A large part of the somber tone of this record had to do with some of the writing occurring during the covid-19 lockdown. Since the world had a big “closed” sign on it, the band members had to figure out a system to put songs together. With the internet musicians can now work remotely on projects and this worked fine for Divine Horsemen.

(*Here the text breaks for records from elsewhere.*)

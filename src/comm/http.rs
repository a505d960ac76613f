//! Direct-call transport: synchronous HTTP POST to the scheduler.

use async_trait::async_trait;
use reqwest::Client;
use std::time::Duration;
use tracing::{debug, info};

use super::{CommError, CommunicationStrategy};
use crate::events::TaskEvent;

const REQUEST_TIMEOUT: Duration = Duration::from_secs(10);

/// Posts each envelope to `{base_url}/api/v1/events/task` and requires an
/// acknowledgement. No retry; the caller decides whether to retry.
pub struct HttpStrategy {
    client: Client,
    base_url: String,
}

impl HttpStrategy {
    pub fn new(base_url: impl Into<String>) -> Self {
        let client = Client::builder()
            .timeout(REQUEST_TIMEOUT)
            .build()
            .unwrap_or_default();
        Self {
            client,
            base_url: base_url.into(),
        }
    }

    fn events_url(&self) -> String {
        format!("{}/api/v1/events/task", self.base_url.trim_end_matches('/'))
    }
}

#[async_trait]
impl CommunicationStrategy for HttpStrategy {
    async fn initialize(&self) -> Result<(), CommError> {
        // Stateless transport, nothing to establish up front.
        info!("HTTP communication strategy initialized ({})", self.base_url);
        Ok(())
    }

    async fn send(&self, event: &TaskEvent) -> Result<(), CommError> {
        let response = self
            .client
            .post(self.events_url())
            .json(event)
            .send()
            .await
            .map_err(|e| CommError::Delivery(format!("http request failed: {}", e)))?;

        response
            .error_for_status()
            .map_err(|e| CommError::Delivery(format!("scheduler rejected event: {}", e)))?;

        debug!("Event sent via HTTP: {} for task {}", event.kind, event.task_id);
        Ok(())
    }

    async fn shutdown(&self) {
        debug!("HTTP communication strategy shut down");
    }
}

“The way I write music for songs these days is coming up with a couple of riff progressions for each song on acoustic guitar, which I record very clumsily and poorly on my laptop video app, to show Peter what I want in each song,” Chris explains. “I did that on the “Hot Rise of an Ice Cream Phoenix” album as well, before the pandemic in 2018 and 2019. Then once he has screwed around with my musical ideas at home, we’ll get together in the rehearsal space that he and our bass player Bobby have, and we’ll put the songs more solidly together, with Peter sometimes changing the parts as far as octaves and keys, and maybe adding a bridge. Some of my musical ideas are like square pegs we try to fit into round holes, and Peter has the unenviable task of squeezing those sharp-edged pegs into their holes so they work properly!” One of the joys of these last two Divine Horsemen records is the guitar playing. Peter Andrus handles both acoustic and electric guitar in a masterful fashion. Not to take anything away from the tight rhythm section of Bobby Permanent on bass and the legendary D.J. Bonebrake of X on drums. They provide solid rhythms for the guitar and singers to run wild over. While there is a vibe of loneliness in many of the songs there are also hard-hitting rockers like “Dirty Like An Angel” and “On The Wane”. One of the songs went through rewrites as the writing process was happening and Chris had to allow his ego to take a backseat to the suggestions of his band mates.
“It happens rarely, but on “Dirty Like an Angel”, both Julie and Peter did not like the music I came up with for the chorus, and I had to rewrite the music for that part a couple of times before it worked out right,” he says. “Which I am glad I did, and that I did not give up. The first music we worked up, for “On the Wane” and “Footptrints on the Moon”, was done in 2020, and those are probably the most punk sounding tunes.”
With a whopping seventeen songs on the album it is understandable that some songs had been kicking around and others had been newly written. But did the band intend to include all these songs and were there any outtakes?
“No, no other tunes leftover (though I have about 6 songs fully written and another additional 6 sets of just lyrics for future projects, either Divine Horsemen or solo; at this point, I sincerely
doubt there’ll be any more Flesh Eaters records). As far as Divine Horsemen’s “Bitter End of A Sweet Night”, yes, we planned from the start to make it another double vinyl album. In fact, I okayed it with Larry Hardy, head of In the Red Records first before we went ahead learning all those songs!”
Chris is a film buff and historian and you can tell he loves incorporating ideas he gets from watching films into his music. Film fans will note a youthful image of French film legend and star of Le Samourai Alain Delon on the cover.
“Yes, very young, probably circa 1961 or ’62…I wanted to make his face cut in half like that to convey an ongoing scenario happening outside the record cover art.”
The new Divine Horseman record is available on double vinyl with inserts containing the song lyrics and album credits plus some great art and photos.